The failure of Digg-style general news sites


Though websites like Digg are incredibly successful for vertical topics like technology, it's increasingly clear that general news can't be treated quite so cavalierly. For that, simple collaboration sites are rife for abuse.

As I discussed in January, general news is a special breed of animal. Any collaboration sites for these topics will have to account for the political leaning of its authors and readers. That's because each news article and op-ed piece could be treated as if it has a certain "spin."

A general news site that doesn’t account for this will lose at least half of its audience as one side polarizes the other.

And there's ample evidence that this phenomenon has already occurred on Digg. In a recent front-page post ("Introduction to socially driven political news"), the author noted the following abuses:

Users are... allegedly organizing themselves in groups that support articles with specific agendas... many users consider [this a way] of gaming the system.

At the time of writing this, 10 of the last 30 stories promoted to the front page of Digg from the Political News topic have been marked as possibly inaccurate by the community. 11 of the last 30 stories promoted from the Political Opinion topic have been marked likewise. What does this mean? If one were to take this at face value, one would think that either Digg is an exceptionally bad source of political stories, with more than 33% of them being inaccurate, or the burying feature on Digg is being grossly abused.

Reading through the comments on these submissions reveals that it is the latter...

Commenter Helix400 notes:

...The author left out a major abuse of a small band of left wing diggers going through the upcoming stories and burying any right leaning submission out of the list altogether. In one thread, for example, 5 diggers actively worked together to mark a story as spam. Once it was off the upcoming stories (even though it was clearly headed for the main page), other posters continued to make comments in that thread because they previousy dugg the story.

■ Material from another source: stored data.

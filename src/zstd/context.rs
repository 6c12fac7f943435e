//! RAII Wrappers
//!
//! Owned native contexts, dictionaries and streams. Each wrapper holds a
//! [`Zstd`] clone, so the library outlives every object created from it, and
//! frees its native object on drop.

use std::marker::PhantomData;
use std::ptr::NonNull;

use tracing::trace;

use super::types::{
    CCtx, CDict, CParameter, CStream, DCtx, DDict, DParameter, DStream, EndDirective, ErrorCode,
    InBuffer, OutBuffer, ResetDirective, BLOCK_SIZE_MAX, ZSTD_CONTENTSIZE_ERROR,
    ZSTD_CONTENTSIZE_UNKNOWN,
};
use super::{Zstd, ZstdError, ZstdResult};

fn allocated<T>(ptr: *mut T, what: &'static str) -> ZstdResult<NonNull<T>> {
    NonNull::new(ptr).ok_or(ZstdError::Allocation(what))
}

/// Progress of one streaming call.
#[derive(Debug, Clone, Copy, PartialEq, Eq, Default)]
pub struct StreamProgress {
    /// Input bytes consumed
    pub consumed: usize,
    /// Output bytes produced
    pub written: usize,
    /// The native hint: bytes still to flush when compressing, 0 once a
    /// frame is fully decoded when decompressing
    pub remaining: usize,
}

/// Owned `ZSTD_CCtx`.
pub struct CompressionContext {
    zstd: Zstd,
    ptr: NonNull<CCtx>,
}

// Safety: a context may move between threads as long as it is used by one
// thread at a time, which `&mut self` enforces.
unsafe impl Send for CompressionContext {}

impl CompressionContext {
    pub fn new(zstd: &Zstd) -> ZstdResult<Self> {
        let ptr = allocated(unsafe { (zstd.ZSTD_createCCtx)() }, "compression context")?;
        Ok(Self {
            zstd: zstd.clone(),
            ptr,
        })
    }

    pub fn as_ptr(&self) -> *mut CCtx {
        self.ptr.as_ptr()
    }

    /// Compress `src` into `dst` at `level`. Returns the compressed size.
    pub fn compress(&mut self, dst: &mut [u8], src: &[u8], level: i32) -> ZstdResult<usize> {
        let result = unsafe { self.zstd.compress_cctx(self.as_ptr(), dst, src, level) };
        self.zstd.check(result)
    }

    pub fn compress_to_vec(&mut self, src: &[u8], level: i32) -> ZstdResult<Vec<u8>> {
        let mut dst = vec![0u8; self.zstd.compress_bound(src.len())];
        let written = self.compress(&mut dst, src, level)?;
        dst.truncate(written);
        Ok(dst)
    }

    /// Compress with the parameters set through [`Self::set_parameter`].
    pub fn compress2(&mut self, dst: &mut [u8], src: &[u8]) -> ZstdResult<usize> {
        let result = unsafe { self.zstd.compress2(self.as_ptr(), dst, src) };
        self.zstd.check(result)
    }

    pub fn compress_with_dictionary(
        &mut self,
        dst: &mut [u8],
        src: &[u8],
        dictionary: &CompressionDictionary,
    ) -> ZstdResult<usize> {
        let result = unsafe {
            self.zstd
                .compress_using_cdict(self.as_ptr(), dst, src, dictionary.as_ptr())
        };
        self.zstd.check(result)
    }

    pub fn set_parameter(&mut self, param: CParameter, value: i32) -> ZstdResult<()> {
        let result = unsafe { (self.zstd.ZSTD_CCtx_setParameter)(self.as_ptr(), param, value) };
        self.zstd.check(result).map(|_| ())
    }

    pub fn reset(&mut self, directive: ResetDirective) -> ZstdResult<()> {
        let result = unsafe { (self.zstd.ZSTD_CCtx_reset)(self.as_ptr(), directive) };
        self.zstd.check(result).map(|_| ())
    }
}
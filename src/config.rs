//! Loader Configuration
//!
//! Handles parsing of `zstd-native.toml` files and environment overrides for
//! the native library resolver.

use serde::{Deserialize, Serialize};
use std::path::{Path, PathBuf};
use thiserror::Error;

use crate::ffi::{LoadStrategy, SearchPathPolicy};

/// Name of the configuration file searched for by [`LoaderConfig::find_and_load`].
pub const CONFIG_FILE_NAME: &str = "zstd-native.toml";

/// Forces the existence probe to report the library as present.
pub const ENV_IGNORE_MISSING_LIBRARY: &str = "ZSTD_NATIVE_IGNORE_MISSING_LIBRARY";
/// Overrides the base directory the `Lib` tree is resolved against.
pub const ENV_BASE_DIR: &str = "ZSTD_NATIVE_BASE_DIR";
/// Overrides the name of the library subdirectory (`Lib` by default).
pub const ENV_LIBRARY_SUBDIR: &str = "ZSTD_NATIVE_LIBRARY_SUBDIR";

/// Configuration errors.
#[derive(Debug, Error)]
pub enum ConfigError {
    #[error("Failed to read config file: {0}")]
    Io(#[from] std::io::Error),

    #[error("Failed to parse config: {0}")]
    Parse(#[from] toml::de::Error),

    #[error("Config file not found: {0}")]
    NotFound(String),

    #[error("Invalid value '{value}' for {key}")]
    InvalidValue { key: &'static str, value: String },
}

/// Result type for configuration operations.
pub type ConfigResult<T> = Result<T, ConfigError>;

/// Options controlling how the native library is located and loaded.
#[derive(Debug, Clone, PartialEq, Eq, Serialize, Deserialize)]
pub struct LoaderConfig {
    /// When set, the existence probe always reports the library as present.
    ///
    /// Useful when the hosting environment provides the library through
    /// another mechanism.
    #[serde(default)]
    pub ignore_missing_library: bool,

    /// Root the library tree is resolved against. Defaults to the directory
    /// of the running executable.
    #[serde(default)]
    pub base_dir: Option<PathBuf>,

    /// Directory under `base_dir` holding the `<platform>-<arch>` folders.
    #[serde(default = "default_library_subdir")]
    pub library_subdir: String,

    /// Search-path policy handed to the dynamic loader.
    #[serde(default)]
    pub search_path: SearchPathPolicy,

    /// How the resolved library gets handed to the dynamic loader.
    #[serde(default)]
    pub load_strategy: LoadStrategy,
}

fn default_library_subdir() -> String {
    "Lib".to_string()
}

impl Default for LoaderConfig {
    fn default() -> Self {
        Self {
            ignore_missing_library: false,
            base_dir: None,
            library_subdir: default_library_subdir(),
            search_path: SearchPathPolicy::default(),
            load_strategy: LoadStrategy::default(),
        }
    }
}

impl LoaderConfig {
    /// Load configuration from a file path.
    pub fn load(path: &Path) -> ConfigResult<Self> {
        if !path.exists() {
            return Err(ConfigError::NotFound(path.display().to_string()));
        }
        let content = std::fs::read_to_string(path)?;
        let config: LoaderConfig = toml::from_str(&content)?;
        Ok(config)
    }

    /// Find and load configuration by searching up from the given directory.
    ///
    /// Falls back to the defaults when no `zstd-native.toml` exists on the way
    /// to the filesystem root.
    pub fn find_and_load(start_dir: &Path) -> ConfigResult<Self> {
        let mut dir = start_dir.to_path_buf();
        loop {
            let config_path = dir.join(CONFIG_FILE_NAME);
            if config_path.exists() {
                return Self::load(&config_path);
            }
            if !dir.pop() {
                return Ok(Self::default());
            }
        }
    }

    /// Save configuration to a file.
    pub fn save(&self, path: &Path) -> ConfigResult<()> {
        let content = toml::to_string_pretty(self)
            .map_err(|e| std::io::Error::new(std::io::ErrorKind::InvalidData, e.to_string()))?;
        std::fs::write(path, content)?;
        Ok(())
    }

    /// Apply `ZSTD_NATIVE_*` environment overrides on top of this config.
    pub fn with_env_overrides(self) -> ConfigResult<Self> {
        self.with_overrides_from(|key| std::env::var(key).ok())
    }

    /// Apply overrides from an arbitrary variable source.
    pub fn with_overrides_from<F>(mut self, lookup: F) -> ConfigResult<Self>
    where
        F: Fn(&str) -> Option<String>,
    {
        if let Some(value) = lookup(ENV_IGNORE_MISSING_LIBRARY) {
            self.ignore_missing_library = parse_flag(ENV_IGNORE_MISSING_LIBRARY, &value)?;
        }
        if let Some(value) = lookup(ENV_BASE_DIR).filter(|v| !v.is_empty()) {
            self.base_dir = Some(PathBuf::from(value));
        }
        if let Some(value) = lookup(ENV_LIBRARY_SUBDIR).filter(|v| !v.is_empty()) {
            self.library_subdir = value;
        }
        Ok(self)
    }

    /// Builder-style toggle for [`LoaderConfig::ignore_missing_library`].
    pub fn ignore_missing_library(mut self, ignore: bool) -> Self {
        self.ignore_missing_library = ignore;
        self
    }

    /// Builder-style setter for [`LoaderConfig::base_dir`].
    pub fn base_dir(mut self, dir: impl Into<PathBuf>) -> Self {
        self.base_dir = Some(dir.into());
        self
    }

    /// Resolve the effective base directory.
    pub fn effective_base_dir(&self) -> std::io::Result<PathBuf> {
        if let Some(dir) = &self.base_dir {
            return Ok(dir.clone());
        }
        let exe = std::env::current_exe()?;
        exe.parent().map(Path::to_path_buf).ok_or_else(|| {
            std::io::Error::new(
                std::io::ErrorKind::NotFound,
                format!("executable '{}' has no parent directory", exe.display()),
            )
        })
    }
}

fn parse_flag(key: &'static str, value: &str) -> ConfigResult<bool> {
    match value.trim().to_ascii_lowercase().as_str() {
        "1" | "true" | "yes" | "on" => Ok(true),
        "0" | "false" | "no" | "off" | "" => Ok(false),
        _ => Err(ConfigError::InvalidValue {
            key,
            value: value.to_string(),
        }),
    }
}

#[cfg(test)]
mod tests {
    use super::*;
    use std::collections::HashMap;

    #[test]
    fn test_default_config() {
        let config = LoaderConfig::default();
        assert!(!config.ignore_missing_library);
        assert_eq!(config.base_dir, None);
        assert_eq!(config.library_subdir, "Lib");
        assert_eq!(config.search_path, SearchPathPolicy::Default);
        assert_eq!(config.load_strategy, LoadStrategy::ExplicitPath);
    }

    #[test]
    fn test_parse_config() {
        let toml_str = r#"
ignore_missing_library = true
base_dir = "/opt/app"
search_path = "library-directory"
load_strategy = "search-directory"
"#;
        let config: LoaderConfig = toml::from_str(toml_str).unwrap();
        assert!(config.ignore_missing_library);
        assert_eq!(config.base_dir, Some(PathBuf::from("/opt/app")));
        assert_eq!(config.library_subdir, "Lib");
        assert_eq!(config.search_path, SearchPathPolicy::LibraryDirectory);
        assert_eq!(config.load_strategy, LoadStrategy::SearchDirectory);
    }

    #[test]
    fn test_empty_config_uses_defaults() {
        let config: LoaderConfig = toml::from_str("").unwrap();
        assert_eq!(config, LoaderConfig::default());
    }

    #[test]
    fn test_env_overrides() {
        let vars: HashMap<&str, &str> = [
            (ENV_IGNORE_MISSING_LIBRARY, "yes"),
            (ENV_BASE_DIR, "/srv/bin"),
            (ENV_LIBRARY_SUBDIR, "native"),
        ]
        .into_iter()
        .collect();

        let config = LoaderConfig::default()
            .with_overrides_from(|key| vars.get(key).map(|v| v.to_string()))
            .unwrap();

        assert!(config.ignore_missing_library);
        assert_eq!(config.base_dir, Some(PathBuf::from("/srv/bin")));
        assert_eq!(config.library_subdir, "native");
    }

    #[test]
    fn test_invalid_flag_override() {
        let result = LoaderConfig::default().with_overrides_from(|key| {
            (key == ENV_IGNORE_MISSING_LIBRARY).then(|| "maybe".to_string())
        });
        assert!(matches!(
            result,
            Err(ConfigError::InvalidValue { key: ENV_IGNORE_MISSING_LIBRARY, .. })
        ));
    }

    #[test]
    fn test_save_and_find() {
        let dir = tempfile::tempdir().unwrap();
        let nested = dir.path().join("a").join("b");
        std::fs::create_dir_all(&nested).unwrap();

        let config = LoaderConfig::default().ignore_missing_library(true);
        config.save(&dir.path().join(CONFIG_FILE_NAME)).unwrap();

        let found = LoaderConfig::find_and_load(&nested).unwrap();
        assert_eq!(found, config);
    }

    #[test]
    fn test_load_missing_file() {
        let dir = tempfile::tempdir().unwrap();
        let result = LoaderConfig::load(&dir.path().join("absent.toml"));
        assert!(matches!(result, Err(ConfigError::NotFound(_))));
    }

    #[test]
    fn test_explicit_base_dir_wins() {
        let config = LoaderConfig::default().base_dir("/data/app");
        assert_eq!(
            config.effective_base_dir().unwrap(),
            PathBuf::from("/data/app")
        );
    }
}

When anybody questioned why the story was buried, their comments were within a few minutes buried to -4. Hmm…pretty suspicious for a story already off the upcoming stories list. The user gronne was one of these people, and admitted to burying right leaning submissions as “Spam”. Here is one of these threads....

This fundamental flaw in the Digg-approach to general news is worth pointing out: some users -- on both sides of the political spectrum -- will abuse the collaboration tools in order to push their own side's agenda.

Some new sites like Spinr attempt to address the problem. So far, though, none of the sites has it mastered. The first collaborative news site that comes up with this magic formula will do extraordinarily well.